> [DIRECTIONS]: Take the lines below beginning at the line that has "as no snapshot" and stopping after the line that has "- **Trusted GIDs**", and print them exactly as they are, with no other lines.

[Saved data entries]
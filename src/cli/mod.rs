// src/cli/mod.rs
//! CLI definitions for appwarden
//!
//! This module contains the command-line interface definitions using clap.
//! The command implementations are in the `commands` module.
//!
//! Actions are hoisted to root level:
//! - `freeze` / `unfreeze` - Disable or re-enable packages
//! - `force-stop` - Stop running packages
//! - `restrict-background` / `allow-background` - Toggle background execution
//! - `clear-cache` / `clear-data` - Wipe package storage
//! - `uninstall` - Remove packages for the current user, keeping data
//! - `rollback` - Restore the state captured before the last reversible batch
//!
//! Management:
//! - `mode` - Select and verify the privilege transport
//! - `history` - Action log
//! - `check` - Dry-run a raw command through the policy validator
//! - `status` - Summary of mode, permission and rollback availability
//! - `helper` - Run the elevated helper service

use clap::builder::RangedU64ValueParser;
use clap::{Args, Parser, Subcommand};
use clap_complete::Shell;

mod history;
mod mode;

pub use history::HistoryCommands;
pub use mode::{ModeArg, ModeCommands};

#[derive(Parser)]
#[command(name = "appwarden")]
#[command(author = "Appwarden Contributors")]
#[command(version)]
#[command(about = "Privileged app-state control with policy gating and rollback", long_about = None)]
pub struct Cli {
    /// Path to the configuration file
    #[arg(short, long, global = true, default_value = "/etc/appwarden/config.toml")]
    pub config: String,

    /// Override the database path from the configuration
    #[arg(short, long, global = true)]
    pub db_path: Option<String>,

    #[command(subcommand)]
    pub command: Option<Commands>,
}

/// Packages a batch action applies to
#[derive(Args)]
pub struct TargetArgs {
    /// Package names
    #[arg(required = true, num_args = 1..)]
    pub packages: Vec<String>,
}

#[derive(Subcommand)]
pub enum Commands {
    // =========================================================================
    // Actions
    // =========================================================================
    /// Disable packages for the current user (reversible)
    Freeze(TargetArgs),

    /// Re-enable packages (reversible)
    Unfreeze(TargetArgs),

    /// Stop every process of the packages
    ForceStop(TargetArgs),

    /// Deny background execution and wake locks (reversible)
    RestrictBackground(TargetArgs),

    /// Allow background execution and wake locks (reversible)
    AllowBackground(TargetArgs),

    /// Clear cached files
    ClearCache(TargetArgs),

    /// Clear all app data
    ClearData(TargetArgs),

    /// Uninstall for the current user, keeping data
    Uninstall(TargetArgs),

    /// Restore the state captured before the last reversible action
    Rollback {
        /// Show what would be restored without sending anything
        #[arg(long)]
        dry_run: bool,
    },

    // =========================================================================
    // Management
    // =========================================================================
    /// Show or clear the action log
    History {
        /// Show only the most recent N entries
        #[arg(short, long, value_parser = RangedU64ValueParser::<usize>::new().range(1..))]
        limit: Option<usize>,

        #[command(subcommand)]
        command: Option<HistoryCommands>,
    },

    /// Execution mode selection
    #[command(subcommand)]
    Mode(ModeCommands),

    /// Check a raw command against the policy without running it
    Check {
        /// Full command string, quoted
        command: String,

        /// Package the command targets
        #[arg(short, long)]
        target: Option<String>,
    },

    /// Show mode, permission, rollback availability and history size
    Status,

    /// Run the elevated helper service (as root)
    Helper,

    /// Generate shell completions
    Completions {
        /// Shell to generate completions for
        #[arg(value_enum)]
        shell: Shell,
    },
}

#[cfg(test)]
mod tests {
    use super::*;
    use clap::CommandFactory;

    #[test]
    fn test_cli_definition() {
        Cli::command().debug_assert();
    }

    #[test]
    fn test_history_limit_must_be_positive() {
        assert!(Cli::try_parse_from(["appwarden", "history", "--limit", "0"]).is_err());

        let cli = Cli::try_parse_from(["appwarden", "history", "-l", "3"]).unwrap();
        match cli.command {
            Some(Commands::History { limit, .. }) => assert_eq!(limit, Some(3)),
            _ => panic!("expected history"),
        }
    }

    #[test]
    fn test_mode_names() {
        let cli = Cli::try_parse_from(["appwarden", "mode", "set", "Remote"]).unwrap();
        match cli.command {
            Some(Commands::Mode(ModeCommands::Set { mode })) => assert_eq!(mode, ModeArg::Remote),
            _ => panic!("expected mode set"),
        }
        assert!(Cli::try_parse_from(["appwarden", "mode", "set", "adb"]).is_err());
    }
}
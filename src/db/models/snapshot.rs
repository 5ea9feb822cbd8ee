// src/db/models/snapshot.rs

//! Retained state snapshot model
//!
//! The table holds at most one row. Saving replaces it inside a transaction,
//! so readers see either the previous snapshot or the new one in full.

use crate::error::{Error, Result};
use crate::snapshot::{AppState, StateSnapshot};
use chrono::{DateTime, Utc};
use rusqlite::{Connection, OptionalExtension, params};
use tracing::{debug, warn};

/// Persistence for the single retained snapshot
pub struct SnapshotRecord;

impl SnapshotRecord {
    /// Replace the retained snapshot
    pub fn save(conn: &Connection, snapshot: &StateSnapshot) -> Result<()> {
        let states_json = serde_json::to_string(&snapshot.states)?;

        let tx = conn.unchecked_transaction()?;
        tx.execute(
            "INSERT OR REPLACE INTO snapshot (slot, snapshot_id, states_json, created_at)
             VALUES (1, ?1, ?2, ?3)",
            params![
                &snapshot.id,
                states_json,
                snapshot.created_at.to_rfc3339()
            ],
        )?;
        tx.commit()?;

        debug!(
            "Saved snapshot {} ({} packages)",
            snapshot.id,
            snapshot.states.len()
        );
        Ok(())
    }

    /// Load the retained snapshot, reporting undecodable content as an error
    pub fn try_load(conn: &Connection) -> Result<Option<StateSnapshot>> {
        let row: Option<(String, String, String)> = conn
            .query_row(
                "SELECT snapshot_id, states_json, created_at FROM snapshot WHERE slot = 1",
                [],
                |row| Ok((row.get(0)?, row.get(1)?, row.get(2)?)),
            )
            .optional()?;

        let Some((id, states_json, created_at)) = row else {
            return Ok(None);
        };

        let states: Vec<AppState> = serde_json::from_str(&states_json)?;
        let created_at = DateTime::parse_from_rfc3339(&created_at)
            .map_err(|e| Error::DeserializationFailed(format!("snapshot timestamp: {}", e)))?
            .with_timezone(&Utc);

        Ok(Some(StateSnapshot {
            id,
            states,
            created_at,
        }))
    }

    /// Load the retained snapshot; a corrupted record reads as no snapshot
    pub fn load(conn: &Connection) -> Result<Option<StateSnapshot>> {
        match Self::try_load(conn) {
            Ok(snapshot) => Ok(snapshot),
            Err(Error::DeserializationFailed(msg)) => {
                warn!("Retained snapshot is unreadable, ignoring it: {}", msg);
                Ok(None)
            }
            Err(e) => Err(e),
        }
    }

    pub fn exists(conn: &Connection) -> Result<bool> {
        Ok(Self::load(conn)?.is_some())
    }

    pub fn delete(conn: &Connection) -> Result<()> {
        conn.execute("DELETE FROM snapshot", [])?;
        Ok(())
    }
}
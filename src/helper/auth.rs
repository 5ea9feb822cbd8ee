// src/helper/auth.rs

//! Caller authorization for the helper service
//!
//! The helper identifies callers by `SO_PEERCRED` on the Unix socket.
//!
//! - **Root** (UID 0): always granted
//! - **Granted UIDs** from `[helper] granted_uids`: granted
//! - **Trusted GIDs** from `[helper] trusted_gids`: granted
//! - **Everyone else**: may query health and permission status, nothing more

use crate::config::HelperConfig;
use chrono::{DateTime, Utc};
use std::collections::VecDeque;
use std::io;
use std::os::unix::io::AsRawFd;
use strum_macros::Display;
use tracing::{info, warn};

/// Peer credentials from a Unix socket connection
#[derive(Debug, Clone, Copy, PartialEq, Eq)]
pub struct PeerCredentials {
    pub pid: u32,
    pub uid: u32,
    pub gid: u32,
}

impl PeerCredentials {
    /// Read the credentials of the process on the other end of `socket`
    pub fn from_socket<S: AsRawFd>(socket: &S) -> io::Result<Self> {
        #[cfg(any(target_os = "linux", target_os = "android"))]
        {
            let fd = socket.as_raw_fd();
            let mut cred: libc::ucred = unsafe { std::mem::zeroed() };
            let mut len = std::mem::size_of::<libc::ucred>() as libc::socklen_t;

            let result = unsafe {
                libc::getsockopt(
                    fd,
                    libc::SOL_SOCKET,
                    libc::SO_PEERCRED,
                    &mut cred as *mut _ as *mut libc::c_void,
                    &mut len,
                )
            };

            if result == -1 {
                return Err(io::Error::last_os_error());
            }

            Ok(PeerCredentials {
                pid: cred.pid as u32,
                uid: cred.uid,
                gid: cred.gid,
            })
        }

        #[cfg(not(any(target_os = "linux", target_os = "android")))]
        {
            let _ = socket;
            Err(io::Error::new(
                io::ErrorKind::Unsupported,
                "Peer credentials not supported on this platform",
            ))
        }
    }

    pub fn is_root(&self) -> bool {
        self.uid == 0
    }
}

/// Decides which callers hold the helper permission
#[derive(Debug, Clone, Default)]
pub struct AuthChecker {
    granted_uids: Vec<u32>,
    trusted_gids: Vec<u32>,
}

impl AuthChecker {
    pub fn new(granted_uids: Vec<u32>, trusted_gids: Vec<u32>) -> Self {
        Self {
            granted_uids,
            trusted_gids,
        }
    }

    pub fn from_config(config: &HelperConfig) -> Self {
        Self::new(config.granted_uids.clone(), config.trusted_gids.clone())
    }

    pub fn is_granted(&self, creds: &PeerCredentials) -> bool {
        creds.is_root()
            || self.granted_uids.contains(&creds.uid)
            || self.trusted_gids.contains(&creds.gid)
    }
}

/// Audited helper operations
#[derive(Debug, Clone, Copy, PartialEq, Eq, Display)]
#[strum(serialize_all = "kebab-case")]
pub enum AuditAction {
    PermissionQuery,
    PermissionRequest,
    Exec,
}

#[derive(Debug, Clone)]
pub struct AuditEntry {
    pub timestamp: DateTime<Utc>,
    pub credentials: PeerCredentials,
    pub action: AuditAction,
    pub allowed: bool,
    pub details: Option<String>,
}

impl AuditEntry {
    pub fn new(credentials: PeerCredentials, action: AuditAction, allowed: bool) -> Self {
        Self {
            timestamp: Utc::now(),
            credentials,
            action,
            allowed,
            details: None,
        }
    }

    pub fn with_details(mut self, details: impl Into<String>) -> Self {
        self.details = Some(details.into());
        self
    }

    pub fn to_log_message(&self) -> String {
        format!(
            "{} {} uid={} gid={} pid={} {}",
            if self.allowed { "ALLOWED" } else { "DENIED" },
            self.action,
            self.credentials.uid,
            self.credentials.gid,
            self.credentials.pid,
            self.details.as_deref().unwrap_or("")
        )
    }
}

/// Bounded in-memory audit trail, mirrored to the log
pub struct AuditLogger {
    entries: VecDeque<AuditEntry>,
    capacity: usize,
}

impl AuditLogger {
    /// Logger keeping at most `capacity` entries
    pub fn with_capacity(capacity: usize) -> Self {
        Self {
            entries: VecDeque::with_capacity(capacity),
            capacity,
        }
    }

    pub fn log(&mut self, entry: AuditEntry) {
        let msg = entry.to_log_message();
        if entry.allowed {
            info!("AUDIT: {}", msg);
        } else {
            warn!("AUDIT: {}", msg);
        }

        self.entries.push_back(entry);
        while self.entries.len() > self.capacity {
            self.entries.pop_front();
        }
    }

    /// Number of entries currently retained
    pub fn retained(&self) -> usize {
        self.entries.len()
    }
}

#[cfg(test)]
mod tests {
    use super::*;

    fn creds(uid: u32, gid: u32) -> PeerCredentials {
        PeerCredentials { pid: 42, uid, gid }
    }

    #[test]
    fn test_grants() {
        let checker = AuthChecker::new(vec![2000], vec![3003]);
        assert!(checker.is_granted(&creds(0, 0)));
        assert!(checker.is_granted(&creds(2000, 2000)));
        assert!(checker.is_granted(&creds(10123, 3003)));
        assert!(!checker.is_granted(&creds(10123, 10123)));
    }

    #[test]
    fn test_default_checker_grants_root_only() {
        let checker = AuthChecker::default();
        assert!(checker.is_granted(&creds(0, 1)));
        assert!(!checker.is_granted(&creds(1000, 1000)));
    }

    #[test]
    fn test_audit_logger_is_bounded() {
        let mut logger = AuditLogger::with_capacity(3);
        for uid in 0..5 {
            logger.log(AuditEntry::new(creds(uid, uid), AuditAction::Exec, uid == 0));
        }
        assert_eq!(logger.retained(), 3);
        // Oldest entries are evicted first
        let uids: Vec<u32> = logger.entries.iter().map(|e| e.credentials.uid).collect();
        assert_eq!(uids, vec![2, 3, 4]);
    }

    #[test]
    fn test_log_message() {
        let entry = AuditEntry::new(creds(2000, 2000), AuditAction::Exec, false)
            .with_details("pm clear com.a");
        let msg = entry.to_log_message();
        assert!(msg.starts_with("DENIED exec uid=2000"));
        assert!(msg.ends_with("pm clear com.a"));
    }

    #[test]
    fn test_credentials_of_socket_pair() {
        let (a, _b) = std::os::unix::net::UnixStream::pair().unwrap();
        let creds = PeerCredentials::from_socket(&a).unwrap();
        assert_eq!(creds.pid, std::process::id());
    }
}
// src/commands/history.rs
//! Action log commands

use super::Session;
use anyhow::{Context, Result};
use appwarden::snapshot::rollback_available;
use appwarden::{ActionLogEntry, MAX_LOG_ENTRIES};
use std::io::{self, BufRead, IsTerminal, Write};
use tracing::info;

/// List the action log, newest first
pub fn cmd_history(session: &Session, limit: Option<usize>) -> Result<()> {
    let entries = ActionLogEntry::list(&session.conn, limit)?;

    if entries.is_empty() {
        println!("No actions recorded.");
        return Ok(());
    }

    println!("{:>5}  {:19}  {:20}  {:7}  TARGETS", "ID", "WHEN", "ACTION", "RESULT");
    println!("{}", "-".repeat(78));

    for entry in &entries {
        let targets = if entry.targets.len() > 3 {
            format!(
                "{} (+{} more)",
                entry.targets[..3].join(", "),
                entry.targets.len() - 3
            )
        } else {
            entry.targets.join(", ")
        };

        println!(
            "{:>5}  {:19}  {:20}  {:7}  {}",
            entry.id.map(|id| id.to_string()).unwrap_or_default(),
            entry.created_at.format("%Y-%m-%d %H:%M:%S"),
            entry.action,
            if entry.success { "ok" } else { "FAILED" },
            targets
        );
        if let Some(error) = &entry.error {
            println!("{:>5}  {}", "", error);
        }
    }

    println!();
    println!(
        "Showing {} of at most {} retained entries",
        entries.len(),
        MAX_LOG_ENTRIES
    );
    if rollback_available(&session.conn)? {
        println!("Rollback available: run `appwarden rollback --dry-run` to inspect it.");
    }
    Ok(())
}

/// Delete the action log and the retained snapshot
pub fn cmd_history_clear(session: &Session, yes: bool) -> Result<()> {
    if !yes && !confirm("Clear the action log and discard the rollback snapshot?")? {
        println!("Cancelled.");
        return Ok(());
    }

    ActionLogEntry::clear_history(&session.conn).context("Failed to clear history")?;
    info!("History cleared");
    println!("History cleared. Rollback is no longer available.");
    Ok(())
}

fn confirm(question: &str) -> Result<bool> {
    if !io::stdin().is_terminal() {
        anyhow::bail!("Refusing to clear history without a terminal; pass --yes");
    }

    print!("{} [y/N]: ", question);
    io::stdout().flush()?;

    let mut line = String::new();
    io::stdin().lock().read_line(&mut line)?;
    Ok(matches!(line.trim().to_lowercase().as_str(), "y" | "yes"))
}
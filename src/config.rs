// src/config.rs

//! Configuration file handling
//!
//! All keys are optional; a missing file yields the defaults below.
//!
//! ```toml
//! db_path = "/var/lib/appwarden/appwarden.db"
//! command_timeout_secs = 30
//!
//! [shell]
//! su_path = "su"
//!
//! [service]
//! socket_path = "/run/appwarden/helper.sock"
//!
//! [protected]
//! packages = ["com.android.systemui"]
//! patterns = ["com.android.phone*"]
//!
//! [helper]
//! granted_uids = [2000]
//! ```

use crate::error::{Error, Result};
use serde::{Deserialize, Serialize};
use std::path::{Path, PathBuf};
use std::time::Duration;
use tracing::debug;

/// Default location of the configuration file
pub const DEFAULT_CONFIG_PATH: &str = "/etc/appwarden/config.toml";

/// Default database location
pub const DEFAULT_DB_PATH: &str = "/var/lib/appwarden/appwarden.db";

/// Default helper socket
pub const DEFAULT_SOCKET_PATH: &str = "/run/appwarden/helper.sock";

#[derive(Debug, Clone, Serialize, Deserialize)]
#[serde(default)]
pub struct Config {
    /// SQLite database holding mode, snapshot and action log
    pub db_path: PathBuf,
    /// Single per-command timeout applied by both transports
    pub command_timeout_secs: u64,
    /// Android user the package commands address
    pub user_id: u32,
    pub shell: ShellConfig,
    pub service: ServiceConfig,
    pub protected: ProtectedConfig,
    pub helper: HelperConfig,
}

impl Default for Config {
    fn default() -> Self {
        Self {
            db_path: PathBuf::from(DEFAULT_DB_PATH),
            command_timeout_secs: 30,
            user_id: 0,
            shell: ShellConfig::default(),
            service: ServiceConfig::default(),
            protected: ProtectedConfig::default(),
            helper: HelperConfig::default(),
        }
    }
}

#[derive(Debug, Clone, Serialize, Deserialize)]
#[serde(default)]
pub struct ShellConfig {
    /// Binary that opens the elevated shell
    pub su_path: String,
    /// Upper bound for the one-shot availability check
    pub check_timeout_secs: u64,
}

impl Default for ShellConfig {
    fn default() -> Self {
        Self {
            su_path: "su".to_string(),
            check_timeout_secs: 10,
        }
    }
}

#[derive(Debug, Clone, Serialize, Deserialize)]
#[serde(default)]
pub struct ServiceConfig {
    /// Unix socket of the helper service
    pub socket_path: PathBuf,
}

impl Default for ServiceConfig {
    fn default() -> Self {
        Self {
            socket_path: PathBuf::from(DEFAULT_SOCKET_PATH),
        }
    }
}

/// Static protected-package classification
#[derive(Debug, Clone, Default, Serialize, Deserialize)]
#[serde(default)]
pub struct ProtectedConfig {
    /// Exact package names
    pub packages: Vec<String>,
    /// Glob patterns matched against package names
    pub patterns: Vec<String>,
}

#[derive(Debug, Clone, Serialize, Deserialize)]
#[serde(default)]
pub struct HelperConfig {
    pub socket_path: PathBuf,
    /// Socket file mode
    pub socket_mode: u32,
    /// Lock file ensuring a single helper instance
    pub lock_path: PathBuf,
    /// UIDs holding a granted permission for the helper channel
    pub granted_uids: Vec<u32>,
    /// GIDs whose members are treated as granted
    pub trusted_gids: Vec<u32>,
    pub command_timeout_secs: u64,
}

impl Default for HelperConfig {
    fn default() -> Self {
        Self {
            socket_path: PathBuf::from(DEFAULT_SOCKET_PATH),
            socket_mode: 0o660,
            lock_path: PathBuf::from("/run/appwarden/helper.lock"),
            granted_uids: Vec::new(),
            trusted_gids: vec![0],
            command_timeout_secs: 30,
        }
    }
}

impl Config {
    /// Load configuration from a TOML file, falling back to defaults when absent
    pub fn load<P: AsRef<Path>>(path: P) -> Result<Self> {
        let path = path.as_ref();
        if !path.exists() {
            debug!("No config at {}, using defaults", path.display());
            return Ok(Self::default());
        }

        let content = std::fs::read_to_string(path)?;
        Self::parse(&content)
            .map_err(|e| Error::Config(format!("{}: {}", path.display(), e)))
    }

    /// Parse configuration from TOML text
    pub fn parse(content: &str) -> Result<Self> {
        toml::from_str(content).map_err(|e| Error::Config(e.to_string()))
    }

    /// Per-command timeout
    pub fn command_timeout(&self) -> Duration {
        Duration::from_secs(self.command_timeout_secs)
    }

    pub fn with_db_path<P: Into<PathBuf>>(mut self, path: P) -> Self {
        self.db_path = path.into();
        self
    }
}

#[cfg(test)]
mod tests {
    use super::*;

    #[test]
    fn test_defaults() {
        let config = Config::default();
        assert_eq!(config.db_path, PathBuf::from(DEFAULT_DB_PATH));
        assert_eq!(config.command_timeout(), Duration::from_secs(30));
        assert_eq!(config.user_id, 0);
        assert_eq!(config.shell.su_path, "su");
        assert_eq!(config.helper.socket_mode, 0o660);
    }

    #[test]
    fn test_parse_partial() {
        let config = Config::parse(
            r#"
            command_timeout_secs = 5

            [protected]
            packages = ["com.android.systemui"]
            patterns = ["com.google.android.gms*"]
            "#,
        )
        .unwrap();

        assert_eq!(config.command_timeout_secs, 5);
        assert_eq!(config.protected.packages, vec!["com.android.systemui"]);
        assert_eq!(config.protected.patterns.len(), 1);
        // Untouched sections keep defaults
        assert_eq!(config.service.socket_path, PathBuf::from(DEFAULT_SOCKET_PATH));
    }

    #[test]
    fn test_parse_invalid() {
        let err = Config::parse("command_timeout_secs = \"soon\"").unwrap_err();
        assert!(matches!(err, Error::Config(_)));
    }

    #[test]
    fn test_load_missing_file() {
        let dir = tempfile::tempdir().unwrap();
        let config = Config::load(dir.path().join("absent.toml")).unwrap();
        assert_eq!(config.command_timeout_secs, 30);
    }
}
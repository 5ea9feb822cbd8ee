// src/cli/history.rs
//! Action log commands

use clap::Subcommand;

#[derive(Subcommand)]
pub enum HistoryCommands {
    /// Delete every log entry and the retained snapshot
    Clear {
        /// Do not ask for confirmation
        #[arg(short, long)]
        yes: bool,
    },
}
// src/command.rs

//! OS command surface
//!
//! `CommandRequest` is what every gate and transport call carries. The
//! builders below produce the exact command strings the device understands;
//! nothing else in the crate formats `pm`/`am`/`appops` invocations.

use serde::{Deserialize, Serialize};
use std::fmt;

/// A command string plus the package it targets, if any
///
/// Immutable once constructed.
#[derive(Debug, Clone, PartialEq, Eq, Serialize, Deserialize)]
pub struct CommandRequest {
    command: String,
    target: Option<String>,
}

impl CommandRequest {
    /// A command that addresses no particular package
    pub fn new(command: impl Into<String>) -> Self {
        Self {
            command: command.into(),
            target: None,
        }
    }

    /// A command mutating or querying `package`
    pub fn targeting(command: impl Into<String>, package: impl Into<String>) -> Self {
        Self {
            command: command.into(),
            target: Some(package.into()),
        }
    }

    pub fn command(&self) -> &str {
        &self.command
    }

    pub fn target(&self) -> Option<&str> {
        self.target.as_deref()
    }
}

impl fmt::Display for CommandRequest {
    fn fmt(&self, f: &mut fmt::Formatter<'_>) -> fmt::Result {
        f.write_str(&self.command)
    }
}

/// Captured output of a successful command
#[derive(Debug, Clone, Default, PartialEq, Eq, Serialize, Deserialize)]
pub struct CommandOutput {
    pub exit_code: i32,
    /// Combined stdout/stderr
    pub output: String,
}

impl CommandOutput {
    pub fn new(exit_code: i32, output: impl Into<String>) -> Self {
        Self {
            exit_code,
            output: output.into(),
        }
    }

    pub fn lines(&self) -> impl Iterator<Item = &str> {
        self.output.lines()
    }
}

/// Named app-operations toggled for background execution
pub const OP_RUN_IN_BACKGROUND: &str = "RUN_IN_BACKGROUND";
pub const OP_RUN_ANY_IN_BACKGROUND: &str = "RUN_ANY_IN_BACKGROUND";
pub const OP_WAKE_LOCK: &str = "WAKE_LOCK";

pub fn disable_user(package: &str, user: u32) -> CommandRequest {
    CommandRequest::targeting(format!("pm disable-user --user {} {}", user, package), package)
}

pub fn enable(package: &str) -> CommandRequest {
    CommandRequest::targeting(format!("pm enable {}", package), package)
}

/// Uninstall for one user, keeping data
pub fn uninstall_keep_data(package: &str, user: u32) -> CommandRequest {
    CommandRequest::targeting(format!("pm uninstall -k --user {} {}", user, package), package)
}

pub fn force_stop(package: &str) -> CommandRequest {
    CommandRequest::targeting(format!("am force-stop {}", package), package)
}

pub fn clear_cache(package: &str) -> CommandRequest {
    CommandRequest::targeting(format!("pm clear --cache-only {}", package), package)
}

pub fn clear_data(package: &str) -> CommandRequest {
    CommandRequest::targeting(format!("pm clear {}", package), package)
}

pub fn appops_set(package: &str, op: &str, mode: &str) -> CommandRequest {
    CommandRequest::targeting(format!("appops set {} {} {}", package, op, mode), package)
}

pub fn appops_get(package: &str, op: &str) -> CommandRequest {
    CommandRequest::targeting(format!("appops get {} {}", package, op), package)
}

/// Enabled packages whose name contains `package`
pub fn list_enabled(package: &str) -> CommandRequest {
    CommandRequest::targeting(format!("pm list packages -e {}", package), package)
}

/// Disabled packages whose name contains `package`
pub fn list_disabled(package: &str) -> CommandRequest {
    CommandRequest::targeting(format!("pm list packages -d {}", package), package)
}

/// Whether `pm list packages` output names exactly `package`
pub fn listing_contains(output: &CommandOutput, package: &str) -> bool {
    output
        .lines()
        .filter_map(|line| line.trim().strip_prefix("package:"))
        .any(|name| name == package)
}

> [COMPLETED TASK]:
    /// Load the retained snapshot; a corrupted record reads as no snapshot
    pub fn load(conn: &Connection) -> Result<Option<StateSnapshot>> {
        match Self::try_load(conn) {
            Ok(snapshot) => Ok(snapshot),
            Err(Error::DeserializationFailed(msg)) => {
                warn!("Retained snapshot is unreadable, ignoring it: {}", msg);
                Ok(None)
            }
            Err(e) => Err(e),
        }
    }

    pub fn exists(conn: &Connection) -> Result<bool> {
        Ok(Self::load(conn)?.is_some())
    }

    pub fn delete(conn: &Connection) -> Result<()> {
        conn.execute("DELETE FROM snapshot", [])?;
        Ok(())
    }
}
filename src/helper/auth.rs
repository 5ea9feb822cbd8ee
// src/helper/auth.rs

//! Caller authorization for the helper service
//!
//! The helper identifies callers by `SO_PEERCRED` on the Unix socket.
//!
//! - **Root** (UID 0): always granted
//! - **Granted UIDs** from `[helper] granted_uids`: granted
//! - **Trusted GIDs** from `[helper] trusted_gids`: granted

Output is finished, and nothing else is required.